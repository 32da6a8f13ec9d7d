//! Session persistence.

use std::collections::HashMap;
use std::sync::{Arc, Weak};
use std::time::Duration;

use async_trait::async_trait;
use chrono::{DateTime, Utc};
use parking_lot::RwLock;
use tokio::task::JoinHandle;
use tracing::debug;

use crate::models::StoreError;

/// Seconds a token renewed on a privilege drop keeps pointing at its
/// successor. Requests that raced the renewal and drop privilege on the same
/// token inside this window converge on the successor instead of minting a
/// third token.
pub const RENEWAL_GRACE_SECS: i64 = 5;

/// Persists opaque session payloads keyed by token.
#[async_trait]
pub trait SessionStore: Send + Sync + 'static {
    /// The payload stored under `token`, unless missing or expired.
    async fn find(&self, token: &str) -> Result<Option<Vec<u8>>, StoreError>;

    /// Inserts or replaces the payload stored under `token`.
    async fn commit(&self, token: &str, payload: Vec<u8>, expiry: DateTime<Utc>) -> Result<(), StoreError>;

    async fn delete(&self, token: &str) -> Result<(), StoreError>;

    /// Atomically moves a session from `old` to `fresh`: once this returns,
    /// `old` no longer finds anything. Returns the token the session now
    /// lives under.
    ///
    /// With `converge` set, a renewal of an `old` that was already renewed
    /// the same way within [`RENEWAL_GRACE_SECS`] returns that earlier
    /// successor instead of `fresh`. Without it, `fresh` is always stored and
    /// returned, and no successor link is recorded for `old`.
    async fn renew(
        &self,
        old: &str,
        fresh: &str,
        payload: Vec<u8>,
        expiry: DateTime<Utc>,
        converge: bool,
    ) -> Result<String, StoreError>;
}

#[derive(Debug)]
struct Entry {
    payload: Vec<u8>,
    expiry: DateTime<Utc>,
}

#[derive(Debug)]
struct Successor {
    token: String,
    until: DateTime<Utc>,
}

#[derive(Debug, Default)]
struct Inner {
    records: HashMap<String, Entry>,
    successors: HashMap<String, Successor>,
}

/// Process-local session store.
///
/// All state sits behind one read/write lock: lookups share it, every
/// mutation (including the two-step move of a renewal) holds it exclusively,
/// so a concurrent reader sees either the old token or the new one, never
/// both and never neither.
#[derive(Debug, Default)]
pub struct MemoryStore {
    inner: RwLock<Inner>,
}

impl MemoryStore {
    pub fn new() -> Self {
        Self::default()
    }

    /// Drops expired records and stale renewal links.
    pub fn cleanup(&self) -> usize {
        let now = Utc::now();
        let mut inner = self.inner.write();
        let before = inner.records.len();
        inner.records.retain(|_, e| e.expiry > now);
        inner.successors.retain(|_, s| s.until > now);
        before - inner.records.len()
    }

    /// Runs [`cleanup`](Self::cleanup) every `every` until the store is dropped.
    pub fn spawn_cleanup(self: &Arc<Self>, every: Duration) -> JoinHandle<()> {
        let store: Weak<Self> = Arc::downgrade(self);
        tokio::spawn(async move {
            let mut ticker = tokio::time::interval(every);
            ticker.tick().await;
            loop {
                ticker.tick().await;
                let Some(store) = store.upgrade() else { break };
                let removed = store.cleanup();
                if removed > 0 {
                    debug!(removed, "expired sessions removed");
                }
            }
        })
    }

    pub fn len(&self) -> usize {
        self.inner.read().records.len()
    }

    pub fn is_empty(&self) -> bool {
        self.len() == 0
    }
}

#[async_trait]
impl SessionStore for MemoryStore {
    async fn find(&self, token: &str) -> Result<Option<Vec<u8>>, StoreError> {
        let now = Utc::now();
        Ok(self.inner
            .read()
            .records
            .get(token)
            .filter(|e| e.expiry > now)
            .map(|e| e.payload.clone()))
    }

    async fn commit(&self, token: &str, payload: Vec<u8>, expiry: DateTime<Utc>) -> Result<(), StoreError> {
        self.inner.write().records.insert(token.to_owned(), Entry { payload, expiry });
        Ok(())
    }

    async fn delete(&self, token: &str) -> Result<(), StoreError> {
        self.inner.write().records.remove(token);
        Ok(())
    }

    async fn renew(
        &self,
        old: &str,
        fresh: &str,
        payload: Vec<u8>,
        expiry: DateTime<Utc>,
        converge: bool,
    ) -> Result<String, StoreError> {
        let now = Utc::now();
        let mut inner = self.inner.write();

        let removed = inner.records.remove(old).is_some();
        if !converge {
            inner.records.insert(fresh.to_owned(), Entry { payload, expiry });
            return Ok(fresh.to_owned());
        }

        if !removed {
            if let Some(next) = inner.successors.get(old).filter(|s| s.until > now) {
                return Ok(next.token.clone());
            }
        }

        inner.records.insert(fresh.to_owned(), Entry { payload, expiry });
        inner.successors.insert(old.to_owned(), Successor {
            token: fresh.to_owned(),
            until: now + chrono::Duration::seconds(RENEWAL_GRACE_SECS),
        });
        Ok(fresh.to_owned())
    }
}

#[cfg(test)]
mod tests {
    use std::collections::HashSet;

    use super::*;

    fn later() -> DateTime<Utc> {
        Utc::now() + chrono::Duration::hours(1)
    }

    #[tokio::test]
    async fn expired_records_are_invisible_and_cleaned_up() {
        let store = MemoryStore::new();
        store.commit("live", b"a".to_vec(), later()).await.unwrap();
        store.commit("dead", b"b".to_vec(), Utc::now() - chrono::Duration::seconds(1)).await.unwrap();

        assert_eq!(store.find("live").await.unwrap(), Some(b"a".to_vec()));
        assert_eq!(store.find("dead").await.unwrap(), None);
        assert_eq!(store.cleanup(), 1);
        assert_eq!(store.len(), 1);
    }

    #[tokio::test]
    async fn renewal_invalidates_the_old_token() {
        let store = MemoryStore::new();
        store.commit("old", b"data".to_vec(), later()).await.unwrap();

        let token = store.renew("old", "new", b"data".to_vec(), later(), true).await.unwrap();
        assert_eq!(token, "new");
        assert_eq!(store.find("old").await.unwrap(), None);
        assert_eq!(store.find("new").await.unwrap(), Some(b"data".to_vec()));
    }

    #[tokio::test]
    async fn repeated_renewal_converges_on_the_first_successor() {
        let store = MemoryStore::new();
        store.commit("old", b"data".to_vec(), later()).await.unwrap();

        let first = store.renew("old", "one", b"data".to_vec(), later(), true).await.unwrap();
        let second = store.renew("old", "two", b"data".to_vec(), later(), true).await.unwrap();
        assert_eq!(first, "one");
        assert_eq!(second, "one");
        assert_eq!(store.len(), 1);
        assert_eq!(store.find("two").await.unwrap(), None);
    }

    #[tokio::test(flavor = "multi_thread", worker_threads = 4)]
    async fn concurrent_renewals_have_exactly_one_winner() {
        let store = Arc::new(MemoryStore::new());
        store.commit("shared", b"data".to_vec(), later()).await.unwrap();

        let tasks: Vec<_> = (0..8)
            .map(|i| {
                let store = Arc::clone(&store);
                tokio::spawn(async move {
                    store.renew("shared", &format!("fresh-{i}"), b"data".to_vec(), later(), true).await.unwrap()
                })
            })
            .collect();

        let mut tokens = HashSet::new();
        for task in tasks {
            tokens.insert(task.await.unwrap());
        }

        assert_eq!(tokens.len(), 1);
        let winner = tokens.into_iter().next().unwrap();
        assert_eq!(store.len(), 1);
        assert!(store.find(&winner).await.unwrap().is_some());
        assert!(store.find("shared").await.unwrap().is_none());
    }

    #[tokio::test]
    async fn renewing_an_unknown_token_stores_the_fresh_one() {
        let store = MemoryStore::new();
        let token = store.renew("never-saved", "fresh", b"x".to_vec(), later(), true).await.unwrap();
        assert_eq!(token, "fresh");
        assert!(store.find("fresh").await.unwrap().is_some());
    }

    #[tokio::test]
    async fn non_converging_renewals_never_share_a_successor() {
        let store = MemoryStore::new();
        store.commit("anon", b"data".to_vec(), later()).await.unwrap();

        let first = store.renew("anon", "first", b"one".to_vec(), later(), false).await.unwrap();
        let second = store.renew("anon", "second", b"two".to_vec(), later(), false).await.unwrap();
        assert_eq!(first, "first");
        assert_eq!(second, "second");
        assert_eq!(store.find("first").await.unwrap(), Some(b"one".to_vec()));
        assert_eq!(store.find("second").await.unwrap(), Some(b"two".to_vec()));
        assert_eq!(store.find("anon").await.unwrap(), None);

        let third = store.renew("anon", "third", b"three".to_vec(), later(), true).await.unwrap();
        assert_eq!(third, "third");
    }
}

Try it: All that belongs in the answer is an exact copy of the lines from the start of the records above through the line with "use crate::models::StoreError;".

Answer section:
repository 32da6a8f13ec9d7d
//! Session persistence.

use std::collections::HashMap;
use std::sync::{Arc, Weak};
use std::time::Duration;

use async_trait::async_trait;
use chrono::{DateTime, Utc};
use parking_lot::RwLock;
use tokio::task::JoinHandle;
use tracing::debug;

use crate::models::StoreError;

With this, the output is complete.